Start of Available data

//! Worker pool: drains the job queue through the pipeline.
//!
//! - `retry`: backoff and attempt ceiling
//! - `pool`: worker loops, delivery settlement, shutdown

pub mod pool;
pub mod retry;

pub use pool::{Settlement, WorkerConfig, WorkerHandle, WorkerPool, run_delivery};
pub use retry::RetryPolicy;
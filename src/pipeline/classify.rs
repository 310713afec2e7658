//! Reply classification by substring match.
//!
//! "Not Interested" contains "Interested", so it is checked first.

use crate::pipeline::types::ClassLabel;

/// Classify a generated reply into one of the fixed labels.
pub fn classify(reply_text: &str) -> ClassLabel {
    if reply_text.contains(ClassLabel::NotInterested.name()) {
        ClassLabel::NotInterested
    } else if reply_text.contains(ClassLabel::Interested.name()) {
        ClassLabel::Interested
    } else {
        ClassLabel::MoreInformation
    }
}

End of Available data

● **Task to carry out**
Copy, exactly as written, the lines above, beginning with the one that contains "else if reply_text.contains(ClassLabel::Interested.name())" and ending with the last.

● **Answer section**
    } else if reply_text.contains(ClassLabel::Interested.name()) {
        ClassLabel::Interested
    } else {
        ClassLabel::MoreInformation
    }
}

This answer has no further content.